Mark Brooks: I’ve known David and the Sideshow team for almost a decade now. We had bounced a few ideas around in the past, and collaborated on a few different designs, but nothing had been released at that stage. I was at San Diego Comic-Con sharing a booth with Marvel concept artist and illustrator Adi Granov, and David came over to hang out.

David Igo: Adi rocks! We work with him a lot. He’s a rad artist and a good friend.

Mark Brooks: We all got chatting and David and I started daydreaming about a few of the ideas we’d bounced around back in the day.

Gracie Bifulco: I actually bought a convention sketch from Mark at the same show! I love Mark’s art and I’ve been a fan for a long time. I knew I wanted to work with him on a print at some point.  It was just a matter of finding the right project.

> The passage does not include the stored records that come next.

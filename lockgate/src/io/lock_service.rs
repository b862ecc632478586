//! Lock service backends over the `Lock/` directory.
//!
//! Both backends share the on-disk format and differ only in how a new claim
//! is created. [`FileLockService`] checks for an existing file and then writes
//! it, so two claimants racing for the same slug can both "win" (the second
//! silently replaces the first). [`ExclusiveLockService`] creates the file with
//! `O_EXCL` semantics so exactly one claimant succeeds.

use std::fs::{self, OpenOptions};
use std::io::{ErrorKind, Write};
use std::path::{Path, PathBuf};

use chrono::{DateTime, SecondsFormat, Utc};
use serde::{Deserialize, Serialize};
use tracing::{debug, info, instrument};

use crate::core::record::{LockRecord, lock_file_name, validate_slug};
use crate::error::{GateError, GateResult};
use crate::io::lock_store::{annotate, list_records};

/// Which backend creates new claims.
#[derive(Debug, Clone, Copy, Default, PartialEq, Eq, Serialize, Deserialize)]
#[serde(rename_all = "lowercase")]
pub enum LockBackend {
    #[default]
    Exclusive,
    File,
}

/// A new claim to write into the lock directory.
#[derive(Debug, Clone)]
pub struct LockClaim {
    pub slug: String,
    pub owner: String,
    pub note: Option<String>,
    pub expires: Option<String>,
}

impl LockClaim {
    /// Initial file contents: metadata header, blank line, title.
    pub fn render(&self, created_at: DateTime<Utc>) -> String {
        let mut buf = String::new();
        buf.push_str(&format!("owner: {}\n", self.owner));
        buf.push_str("status: active\n");
        buf.push_str(&format!(
            "created: {}\n",
            created_at.to_rfc3339_opts(SecondsFormat::Secs, true)
        ));
        if let Some(expires) = &self.expires {
            buf.push_str(&format!("expires: {expires}\n"));
        }
        if let Some(note) = &self.note {
            buf.push_str(&format!("note: {note}\n"));
        }
        buf.push('\n');
        buf.push_str(&format!("# Lock: {}\n", self.slug));
        buf
    }

    fn validate(&self) -> GateResult<()> {
        validate_slug(&self.slug).map_err(GateError::Config)?;
        for (key, value) in [
            ("owner", Some(self.owner.as_str())),
            ("note", self.note.as_deref()),
            ("expires", self.expires.as_deref()),
        ] {
            if let Some(value) = value {
                crate::core::header::validate_field(key, value).map_err(GateError::Config)?;
            }
        }
        Ok(())
    }
}

/// Operations over the shared lock directory.
pub trait LockService {
    fn lock_dir(&self) -> &Path;

    /// Create a new claim; fails with `Conflict` if the slug is already claimed.
    fn acquire(&self, claim: &LockClaim, now: DateTime<Utc>) -> GateResult<PathBuf>;

    /// Snapshot of every record in the directory.
    fn records(&self) -> GateResult<Vec<LockRecord>> {
        list_records(self.lock_dir())
    }

    /// Records whose status does not mark release.
    fn blocking(&self) -> GateResult<Vec<LockRecord>> {
        Ok(self
            .records()?
            .into_iter()
            .filter(LockRecord::is_blocking)
            .collect())
    }

    /// Merge header fields into an existing record.
    fn annotate(
        &self,
        file_name: &str,
        updates: &[(String, String)],
        note: Option<&str>,
    ) -> GateResult<bool> {
        annotate(&self.lock_dir().join(file_name), updates, note)
    }

    /// Mark a record released, recording who released it and when.
    fn release(&self, file_name: &str, released_by: &str, now: DateTime<Utc>) -> GateResult<bool> {
        let updates = vec![
            ("status".to_string(), "released".to_string()),
            ("released-by".to_string(), released_by.to_string()),
            (
                "released-at".to_string(),
                now.to_rfc3339_opts(SecondsFormat::Secs, true),
            ),
        ];
        self.annotate(file_name, &updates, None)
    }
}

/// Backend that writes claims after an existence check.
#[derive(Debug, Clone)]
pub struct FileLockService {
    dir: PathBuf,
}

impl FileLockService {
    pub fn new(dir: impl Into<PathBuf>) -> Self {
        Self { dir: dir.into() }
    }
}

impl LockService for FileLockService {
    fn lock_dir(&self) -> &Path {
        &self.dir
    }

    #[instrument(skip_all, fields(slug = %claim.slug))]
    fn acquire(&self, claim: &LockClaim, now: DateTime<Utc>) -> GateResult<PathBuf> {
        claim.validate()?;
        ensure_dir(&self.dir)?;
        let name = lock_file_name(&claim.slug);
        let path = self.dir.join(&name);
        if path.exists() {
            return Err(GateError::Conflict { locks: vec![name] });
        }
        fs::write(&path, claim.render(now))
            .map_err(|err| GateError::io("write lock file", &path, err))?;
        info!(path = %path.display(), "lock acquired");
        Ok(path)
    }
}

/// Backend that creates claims with exclusive create.
#[derive(Debug, Clone)]
pub struct ExclusiveLockService {
    dir: PathBuf,
}

impl ExclusiveLockService {
    pub fn new(dir: impl Into<PathBuf>) -> Self {
        Self { dir: dir.into() }
    }
}

impl LockService for ExclusiveLockService {
    fn lock_dir(&self) -> &Path {
        &self.dir
    }

    #[instrument(skip_all, fields(slug = %claim.slug))]
    fn acquire(&self, claim: &LockClaim, now: DateTime<Utc>) -> GateResult<PathBuf> {
        claim.validate()?;
        ensure_dir(&self.dir)?;
        let name = lock_file_name(&claim.slug);
        let path = self.dir.join(&name);
        let mut file = match OpenOptions::new().write(true).create_new(true).open(&path) {
            Ok(file) => file,
            Err(err) if err.kind() == ErrorKind::AlreadyExists => {
                debug!("claim already exists");
                return Err(GateError::Conflict { locks: vec![name] });
            }
            Err(err) => return Err(GateError::io("create lock file", &path, err)),
        };
        file.write_all(claim.render(now).as_bytes())
            .and_then(|()| file.sync_data())
            .map_err(|err| GateError::io("write lock file", &path, err))?;
        info!(path = %path.display(), "lock acquired");
        Ok(path)
    }
}

/// Build the configured backend for `dir`.
pub fn lock_service(backend: LockBackend, dir: impl Into<PathBuf>) -> Box<dyn LockService> {
    match backend {
        LockBackend::Exclusive => Box::new(ExclusiveLockService::new(dir)),
        LockBackend::File => Box::new(FileLockService::new(dir)),
    }
}

fn ensure_dir(dir: &Path) -> GateResult<()> {
    fs::create_dir_all(dir).map_err(|err| GateError::io("create lock directory", dir, err))
}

Mark Brooks: Sideshow wanted to bring out a new comic book inspired line of statues. David and I had so many deep-dive nerd conversations over the years, just geeking out about different characters and what we could do. But, we started narrowing that list down, and I had a few ideas that I pitched them to David.

David Igo: Right away we had three killer concepts, all based around people within the Spider-Verse, and I started thinking about a whole Artist Series line with Mark, but we kept coming back to one character in particular…

Mark Brooks: Yeah, I really wanted to design a Spider-Gwen! She was the catalyst behind the idea of a series. We got thinking about Silk, and Spider-Man and the potential there. It’s such a great [trio], you know.

David Igo: That trilogy is such a strong place to start. It’s an awesome line up!

Gracie Bifulco: It was at that point that we suggested a print too. It was still early on, but once that trilogy idea took hold, we really wanted a companion print of those characters all together. I knew they’d look awesome!

Mark Brooks: It’s funny, but knowing in the back of my mind that there was going to be accompanying artwork in print form became very much a part of my design process. I always had that in the back of my mind. It helped me to think of these characters all together. What’s it like seeing your art brought into three dimensions with these Sideshow statues?

Mark Brooks: It’s so crazy! Like I said earlier, I’ve known the Sideshow team for years now. But things have changed so much since we first started talking about collaborating on some work. My style has evolved a lot, and the work that Sideshow is producing is getting better and better.

David Igo: We’ve leveled up for sure. We’re always trying to bring our ‘A’ game in every way; art, sculpt, paint, materials, manufacturing, everything. There’s just so much more you can do now!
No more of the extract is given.